** Opening PROVIDED RECORDS block **
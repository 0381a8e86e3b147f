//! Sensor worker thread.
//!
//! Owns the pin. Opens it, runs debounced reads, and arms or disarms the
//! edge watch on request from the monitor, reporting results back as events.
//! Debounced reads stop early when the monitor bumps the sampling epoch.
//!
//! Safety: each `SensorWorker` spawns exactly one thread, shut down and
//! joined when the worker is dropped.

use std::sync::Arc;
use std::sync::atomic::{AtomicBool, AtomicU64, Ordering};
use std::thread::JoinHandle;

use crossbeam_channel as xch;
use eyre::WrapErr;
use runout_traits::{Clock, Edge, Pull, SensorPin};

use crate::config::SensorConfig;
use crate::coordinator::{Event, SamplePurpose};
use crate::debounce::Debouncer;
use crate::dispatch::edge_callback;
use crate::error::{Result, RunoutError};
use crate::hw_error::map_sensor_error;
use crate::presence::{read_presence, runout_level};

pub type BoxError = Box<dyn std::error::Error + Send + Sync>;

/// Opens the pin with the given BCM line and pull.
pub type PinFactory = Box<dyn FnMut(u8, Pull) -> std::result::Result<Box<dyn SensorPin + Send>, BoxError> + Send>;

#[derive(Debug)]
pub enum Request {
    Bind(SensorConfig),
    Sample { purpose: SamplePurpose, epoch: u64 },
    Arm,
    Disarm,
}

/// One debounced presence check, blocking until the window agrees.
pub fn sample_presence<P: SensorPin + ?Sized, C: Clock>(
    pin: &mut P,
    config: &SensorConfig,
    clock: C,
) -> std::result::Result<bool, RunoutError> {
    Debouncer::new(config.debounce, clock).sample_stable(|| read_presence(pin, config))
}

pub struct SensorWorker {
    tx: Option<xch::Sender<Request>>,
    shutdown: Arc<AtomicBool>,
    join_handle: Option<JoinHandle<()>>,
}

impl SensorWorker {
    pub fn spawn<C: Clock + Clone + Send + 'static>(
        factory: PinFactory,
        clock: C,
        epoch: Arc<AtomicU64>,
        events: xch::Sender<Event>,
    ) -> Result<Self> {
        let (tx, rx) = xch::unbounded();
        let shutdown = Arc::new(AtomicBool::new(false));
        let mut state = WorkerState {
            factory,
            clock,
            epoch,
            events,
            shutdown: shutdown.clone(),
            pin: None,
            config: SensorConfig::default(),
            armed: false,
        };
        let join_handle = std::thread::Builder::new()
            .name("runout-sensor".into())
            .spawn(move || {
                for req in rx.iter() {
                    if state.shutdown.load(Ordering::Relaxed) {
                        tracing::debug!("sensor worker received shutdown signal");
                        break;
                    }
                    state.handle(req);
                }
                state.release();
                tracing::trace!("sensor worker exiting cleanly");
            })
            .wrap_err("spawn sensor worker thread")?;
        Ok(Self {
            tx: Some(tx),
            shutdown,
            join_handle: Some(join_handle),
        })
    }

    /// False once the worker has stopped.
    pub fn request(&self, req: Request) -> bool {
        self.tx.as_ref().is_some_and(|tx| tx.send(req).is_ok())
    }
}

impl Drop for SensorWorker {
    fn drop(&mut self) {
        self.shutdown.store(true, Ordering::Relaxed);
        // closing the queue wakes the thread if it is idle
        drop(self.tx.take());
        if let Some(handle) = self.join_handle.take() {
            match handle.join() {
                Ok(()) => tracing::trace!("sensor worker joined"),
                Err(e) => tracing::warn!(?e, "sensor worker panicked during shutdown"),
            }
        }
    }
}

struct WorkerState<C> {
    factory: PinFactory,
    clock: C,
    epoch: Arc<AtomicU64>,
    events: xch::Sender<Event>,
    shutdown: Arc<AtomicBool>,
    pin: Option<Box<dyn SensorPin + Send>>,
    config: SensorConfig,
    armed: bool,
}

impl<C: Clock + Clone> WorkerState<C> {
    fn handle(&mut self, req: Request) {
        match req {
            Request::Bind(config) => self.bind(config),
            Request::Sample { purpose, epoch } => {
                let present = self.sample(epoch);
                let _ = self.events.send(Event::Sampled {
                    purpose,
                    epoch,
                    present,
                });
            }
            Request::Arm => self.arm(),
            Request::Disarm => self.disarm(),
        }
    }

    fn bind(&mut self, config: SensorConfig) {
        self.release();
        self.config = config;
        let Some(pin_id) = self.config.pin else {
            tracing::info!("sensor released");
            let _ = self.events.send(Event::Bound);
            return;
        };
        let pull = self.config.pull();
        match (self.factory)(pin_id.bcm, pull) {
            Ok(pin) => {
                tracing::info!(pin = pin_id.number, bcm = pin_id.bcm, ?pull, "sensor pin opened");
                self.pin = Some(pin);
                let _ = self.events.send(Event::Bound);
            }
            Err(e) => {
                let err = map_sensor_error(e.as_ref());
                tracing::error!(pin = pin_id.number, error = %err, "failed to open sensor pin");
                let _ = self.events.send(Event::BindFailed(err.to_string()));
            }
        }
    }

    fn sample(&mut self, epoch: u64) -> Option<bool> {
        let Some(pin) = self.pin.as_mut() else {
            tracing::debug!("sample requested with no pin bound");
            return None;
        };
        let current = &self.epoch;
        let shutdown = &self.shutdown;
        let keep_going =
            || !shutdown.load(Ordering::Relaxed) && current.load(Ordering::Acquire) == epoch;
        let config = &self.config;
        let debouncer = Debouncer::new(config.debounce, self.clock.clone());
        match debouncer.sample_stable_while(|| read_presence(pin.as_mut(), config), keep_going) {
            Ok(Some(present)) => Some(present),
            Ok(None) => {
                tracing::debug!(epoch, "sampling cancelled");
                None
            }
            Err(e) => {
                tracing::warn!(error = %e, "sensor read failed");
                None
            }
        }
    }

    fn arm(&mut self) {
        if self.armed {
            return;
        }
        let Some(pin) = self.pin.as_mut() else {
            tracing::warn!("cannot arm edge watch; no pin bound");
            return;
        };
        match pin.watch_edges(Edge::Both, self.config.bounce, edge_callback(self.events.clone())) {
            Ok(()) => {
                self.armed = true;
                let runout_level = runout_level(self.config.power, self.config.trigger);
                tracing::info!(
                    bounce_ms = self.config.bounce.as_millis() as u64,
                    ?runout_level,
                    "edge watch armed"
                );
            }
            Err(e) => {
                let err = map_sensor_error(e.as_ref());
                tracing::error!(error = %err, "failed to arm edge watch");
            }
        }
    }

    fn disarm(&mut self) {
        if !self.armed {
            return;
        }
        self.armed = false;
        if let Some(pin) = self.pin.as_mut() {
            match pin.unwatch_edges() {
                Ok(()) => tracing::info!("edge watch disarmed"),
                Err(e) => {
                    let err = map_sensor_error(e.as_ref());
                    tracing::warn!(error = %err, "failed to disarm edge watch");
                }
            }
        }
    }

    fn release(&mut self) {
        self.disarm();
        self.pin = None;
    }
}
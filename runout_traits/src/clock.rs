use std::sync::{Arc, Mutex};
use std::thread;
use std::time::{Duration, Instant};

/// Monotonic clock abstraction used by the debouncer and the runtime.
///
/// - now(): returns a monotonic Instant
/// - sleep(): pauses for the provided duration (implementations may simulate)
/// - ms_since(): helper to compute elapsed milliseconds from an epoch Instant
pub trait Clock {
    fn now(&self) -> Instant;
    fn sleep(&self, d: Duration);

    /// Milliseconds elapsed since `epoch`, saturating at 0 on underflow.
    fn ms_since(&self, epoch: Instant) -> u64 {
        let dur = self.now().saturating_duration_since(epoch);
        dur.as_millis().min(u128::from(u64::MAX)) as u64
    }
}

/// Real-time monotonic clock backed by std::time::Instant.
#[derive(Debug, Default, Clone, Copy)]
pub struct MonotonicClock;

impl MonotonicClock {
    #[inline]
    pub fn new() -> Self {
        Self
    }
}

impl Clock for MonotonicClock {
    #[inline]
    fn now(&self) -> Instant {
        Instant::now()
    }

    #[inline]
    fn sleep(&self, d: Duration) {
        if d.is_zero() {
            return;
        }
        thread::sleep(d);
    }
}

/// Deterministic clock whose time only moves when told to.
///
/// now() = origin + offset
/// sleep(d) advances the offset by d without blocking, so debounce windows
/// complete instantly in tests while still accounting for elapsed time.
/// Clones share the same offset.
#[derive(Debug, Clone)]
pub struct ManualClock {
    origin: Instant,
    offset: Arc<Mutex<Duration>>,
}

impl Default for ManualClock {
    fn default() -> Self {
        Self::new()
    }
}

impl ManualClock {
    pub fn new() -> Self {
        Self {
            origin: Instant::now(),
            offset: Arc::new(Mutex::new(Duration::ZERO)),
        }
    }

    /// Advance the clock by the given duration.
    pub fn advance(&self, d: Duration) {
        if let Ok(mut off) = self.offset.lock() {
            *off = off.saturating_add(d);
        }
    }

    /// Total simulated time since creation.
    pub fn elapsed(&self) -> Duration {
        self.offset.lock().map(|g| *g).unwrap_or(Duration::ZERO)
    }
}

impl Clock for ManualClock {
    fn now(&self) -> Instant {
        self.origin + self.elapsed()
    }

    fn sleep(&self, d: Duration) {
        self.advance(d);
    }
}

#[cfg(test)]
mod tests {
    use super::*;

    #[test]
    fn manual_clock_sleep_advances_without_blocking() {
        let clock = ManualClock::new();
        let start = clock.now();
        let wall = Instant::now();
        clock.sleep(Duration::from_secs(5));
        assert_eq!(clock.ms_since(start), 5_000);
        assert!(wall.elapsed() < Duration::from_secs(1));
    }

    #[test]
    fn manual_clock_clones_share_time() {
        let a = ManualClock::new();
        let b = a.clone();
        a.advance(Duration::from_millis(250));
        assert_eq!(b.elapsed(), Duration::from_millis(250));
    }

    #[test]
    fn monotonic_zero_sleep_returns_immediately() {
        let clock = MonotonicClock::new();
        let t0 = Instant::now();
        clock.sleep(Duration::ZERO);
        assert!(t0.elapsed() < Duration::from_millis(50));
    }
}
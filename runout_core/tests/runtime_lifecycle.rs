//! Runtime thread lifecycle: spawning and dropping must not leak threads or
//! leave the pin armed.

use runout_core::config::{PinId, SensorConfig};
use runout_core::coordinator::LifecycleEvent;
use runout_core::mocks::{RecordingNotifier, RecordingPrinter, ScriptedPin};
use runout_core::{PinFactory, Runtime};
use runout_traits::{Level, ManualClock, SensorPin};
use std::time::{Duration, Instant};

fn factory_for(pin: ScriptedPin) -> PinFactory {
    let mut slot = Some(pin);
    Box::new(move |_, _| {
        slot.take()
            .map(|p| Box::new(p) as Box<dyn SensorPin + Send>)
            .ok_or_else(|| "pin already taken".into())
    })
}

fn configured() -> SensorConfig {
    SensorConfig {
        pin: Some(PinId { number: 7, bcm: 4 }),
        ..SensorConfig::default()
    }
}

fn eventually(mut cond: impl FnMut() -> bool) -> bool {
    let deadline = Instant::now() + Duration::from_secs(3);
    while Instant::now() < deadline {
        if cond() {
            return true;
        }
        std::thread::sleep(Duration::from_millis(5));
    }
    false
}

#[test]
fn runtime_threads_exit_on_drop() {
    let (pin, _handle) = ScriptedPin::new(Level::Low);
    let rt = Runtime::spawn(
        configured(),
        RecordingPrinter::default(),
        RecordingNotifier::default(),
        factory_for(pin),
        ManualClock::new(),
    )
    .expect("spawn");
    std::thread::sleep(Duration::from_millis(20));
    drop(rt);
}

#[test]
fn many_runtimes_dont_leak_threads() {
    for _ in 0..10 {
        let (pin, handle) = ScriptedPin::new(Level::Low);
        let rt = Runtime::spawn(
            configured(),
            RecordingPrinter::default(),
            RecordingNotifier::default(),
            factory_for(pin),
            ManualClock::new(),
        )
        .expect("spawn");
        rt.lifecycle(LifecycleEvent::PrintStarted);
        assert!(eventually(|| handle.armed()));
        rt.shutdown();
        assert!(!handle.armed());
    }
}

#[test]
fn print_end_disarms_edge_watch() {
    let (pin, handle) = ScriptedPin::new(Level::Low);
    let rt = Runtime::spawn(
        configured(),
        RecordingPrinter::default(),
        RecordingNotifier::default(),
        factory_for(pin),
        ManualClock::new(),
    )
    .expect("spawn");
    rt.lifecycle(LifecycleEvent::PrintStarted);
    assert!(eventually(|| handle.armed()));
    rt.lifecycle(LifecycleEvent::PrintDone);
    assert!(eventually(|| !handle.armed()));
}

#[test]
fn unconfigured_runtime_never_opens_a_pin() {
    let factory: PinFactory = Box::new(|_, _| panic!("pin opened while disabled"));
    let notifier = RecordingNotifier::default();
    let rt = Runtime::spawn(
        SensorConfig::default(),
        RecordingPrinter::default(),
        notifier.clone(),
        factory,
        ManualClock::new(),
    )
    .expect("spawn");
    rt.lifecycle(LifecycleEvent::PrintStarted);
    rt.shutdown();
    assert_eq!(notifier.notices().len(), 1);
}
** Closing PROVIDED RECORDS block **
- TASK DIRECTIONS:
Show all lines above that contain "None".

- ANSWER TO THE EXERCISE:
            pin: None,
            return None;
            Ok(None) => {
                None
                None
        self.pin = None;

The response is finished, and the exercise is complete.